Integration: NVIDIA
Use NVIDIA models with Haystack.
Table of Contents
- Overview
- Prerequisites
- Installation
- Components
- Usage
- Self-host with NVIDIA NIM
- Use NVIDIA components in Haystack pipelines
- License
Overview
The nvidia-haystack package contains Haystack integrations for chat models, embeddings, and reranking powered by
NVIDIA AI Foundation Models and hosted on the
NVIDIA API Catalog.
NVIDIA AI Foundation models are community- and NVIDIA-built models that are optimized to deliver the best performance on NVIDIA-accelerated infrastructure. You can use the API to query live endpoints that are available on the NVIDIA API Catalog to get quick results from a DGX-hosted cloud compute environment, or you can download models with NVIDIA NIM, which is included with the NVIDIA AI Enterprise license. The ability to run models on-premises gives your enterprise ownership of your customizations and full control of your IP and AI application.
NIM microservices are packaged as container images on a per model or model family basis and are distributed as NGC container images through the NVIDIA NGC Catalog.
Prerequisites
To get access to the NVIDIA API Catalog, do the following:
- Create a free account on the NVIDIA API Catalog and log in.
- Click your profile icon, and then click API Keys.

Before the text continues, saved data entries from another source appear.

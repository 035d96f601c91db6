#[derive(Debug, Clone, Copy, PartialEq, Eq, Hash)]
pub enum InputAction {
    MoveUp,
    MoveDown,
    MoveLeft,
    MoveRight,
    Interact,
    Cancel,
    Confirm,
    NextField,
    Erase,
    ToggleZoom,
    OpenWardrobe,
}

const ACTION_COUNT: usize = 11;

pub const MOVEMENT_ACTIONS: [InputAction; 4] = [
    InputAction::MoveUp,
    InputAction::MoveDown,
    InputAction::MoveLeft,
    InputAction::MoveRight,
];

#[derive(Debug, Clone, Copy, Default, PartialEq, Eq)]
pub(crate) struct ActionStates {
    down: [bool; ACTION_COUNT],
}

impl ActionStates {
    pub(crate) fn set(&mut self, action: InputAction, is_down: bool) {
        self.down[action.index()] = is_down;
    }

    pub(crate) fn is_down(&self, action: InputAction) -> bool {
        self.down[action.index()]
    }

    pub(crate) fn any_down(&self, actions: &[InputAction]) -> bool {
        actions.iter().any(|action| self.is_down(*action))
    }

    pub(crate) fn clear(&mut self) {
        self.down = [false; ACTION_COUNT];
    }
}

impl InputAction {
    const fn index(self) -> usize {
        match self {
            InputAction::MoveUp => 0,
            InputAction::MoveDown => 1,
            InputAction::MoveLeft => 2,
            InputAction::MoveRight => 3,
            InputAction::Interact => 4,
            InputAction::Cancel => 5,
            InputAction::Confirm => 6,
            InputAction::NextField => 7,
            InputAction::Erase => 8,
            InputAction::ToggleZoom => 9,
            InputAction::OpenWardrobe => 10,
        }
    }
}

- Click Generate API Key, and then click Generate Key.
- Copy and save your key.
Set the key as an environment variable:
export NVIDIA_API_KEY="nvapi-..."
Installation
pip install nvidia-haystack
Components
This integration introduces the following components:
-
NvidiaTextEmbedder: A component for embedding text using NVIDIA embedding models. For models that differentiate between query and document inputs, this component embeds the input query.
-
NvidiaDocumentEmbedder: A component for embedding documents using NVIDIA embedding models.
-
NvidiaGenerator: A component for generating text using generative models.
-
NvidiaChatGenerator: A component for chat completion using NVIDIA-hosted models. Takes a list of
ChatMessageand returnsChatMessagereplies. -
NvidiaRanker: A component for ranking documents using NVIDIA reranking models.
Usage
NvidiaTextEmbedder
from haystack_integrations.components.embedders.nvidia import NvidiaTextEmbedder
text_to_embed = "I love pizza!"
text_embedder = NvidiaTextEmbedder(model="nvidia/llama-3.2-nv-embedqa-1b-v2")
text_embedder.warm_up()
print(text_embedder.run(text_to_embed))
# {'embedding': [-0.02264290489256382, -0.03457780182361603, ...}
NvidiaDocumentEmbedder
from haystack.dataclasses import Document
from haystack_integrations.components.embedders.nvidia import NvidiaDocumentEmbedder
documents = [
Document(content="Pizza is made with dough and cheese"),
Document(content="Cake is made with flour and sugar"),
Document(content="Omelet is made with eggs"),
]
document_embedder = NvidiaDocumentEmbedder(model="nvidia/llama-3.2-nv-embedqa-1b-v2")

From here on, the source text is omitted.